Dizia Samuel Clemens (Mark Twain), também
ele viajante e cronista devido a decisão própria e, durante algum tempo,
viajeiro por profissão, que viajar era passear um sonho.
E acrescentou que a escrita que daí resulta passa a ser o
sonho transfigurado, com o seu território de realidades e de quimeras,
de minutos que se abriram para novas visões e novos pensamentos e
doravante perduram como relatos que nos ensinam e nos maravilham.
Andar pelo mundo e pela vida e escrever sobre isso –
pessoas, coisas, sucessos da mais diversa ordem – não é fácil tarefa, é
preciso manter simultaneamente a inocência (temperada por alguma
malícia), a perspicácia e um enorme sangue-frio, pois sem aviso as
recordações apoderam-se de nós e como que nos obrigam a passar para
outra realidade, em geral extremamente sedutora mas que nos enfeitiça
com inexactidões involuntárias, filhas do nosso mistério pessoal.
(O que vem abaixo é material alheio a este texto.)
//! Assignment records.
//!
//! An [`Assignment`] is one school/institution a person served at during a year.
//! Its length is either a manually entered day count or a date range that is
//! counted against the session calendar.

use rust_decimal::Decimal;
use serde::{Deserialize, Serialize};

/// How the service length of an assignment is given.
///
/// Range dates are kept as entered; they are parsed when the report is built so
/// a malformed value can be reported against the assignment it belongs to.
#[derive(Debug, Clone, PartialEq, Eq, Serialize, Deserialize)]
#[serde(tag = "mode", rename_all = "snake_case")]
pub enum ServicePeriod {
    /// A manually entered business day count.
    Days {
        /// Number of business days.
        days: Decimal,
    },
    /// An inclusive date range in `YYYY-MM-DD` form.
    Range {
        /// First day of service.
        start: String,
        /// Last day of service.
        end: String,
    },
}

/// One school/institution record.
///
/// # Example
///
/// ```
/// use hizmet_puani::models::{Assignment, ServicePeriod};
///
/// let json = r#"{
///     "year": 2025,
///     "school": "Atatürk Ortaokulu",
///     "region": 1,
///     "area": 1,
///     "period": {"mode": "range", "start": "2025-09-08", "end": "2026-06-26"}
/// }"#;
/// let assignment: Assignment = serde_json::from_str(json).unwrap();
/// assert!(matches!(assignment.period, ServicePeriod::Range { .. }));
/// ```
#[derive(Debug, Clone, PartialEq, Eq, Serialize, Deserialize)]
pub struct Assignment {
    /// The year the service is reported under.
    pub year: i32,
    /// The school or institution name.
    pub school: String,
    /// Development region (1–3).
    pub region: u8,
    /// Service area (1–6).
    pub area: u8,
    /// The service length.
    pub period: ServicePeriod,
}

impl Assignment {
    /// Creates an assignment counted over a date range.
    pub fn with_range(
        year: i32,
        school: impl Into<String>,
        region: u8,
        area: u8,
        start: impl Into<String>,
        end: impl Into<String>,
    ) -> Self {
        Self {
            year,
            school: school.into(),
            region,
            area,
            period: ServicePeriod::Range {
                start: start.into(),
                end: end.into(),
            },
        }
    }

    /// Creates an assignment with a manual day count.
    pub fn with_days(
        year: i32,
        school: impl Into<String>,
        region: u8,
        area: u8,
        days: Decimal,
    ) -> Self {
        Self {
            year,
            school: school.into(),
            region,
            area,
            period: ServicePeriod::Days { days },
        }
    }
}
Por
isso Benjamin Disraeli dizia avisadamente que “vi mais coisas do que
as que recordo e recordo mais coisas do que as que vi”. Todavia, a
grande solução consiste sempre em entrarmos generosamente na viagem,
sem temermos a multiplicação de experiências, até mesmo de acasos, pois
sabe-se que no final a escrita e seus interiores meandros – se dispomos
da adequada dose de sensatez criadora – acabam por depurar, resolver e
transfigurar aquilo que se viu, se sentiu e se viveu, como que por uma
brusca mutação que vem não se sabe muito bem donde.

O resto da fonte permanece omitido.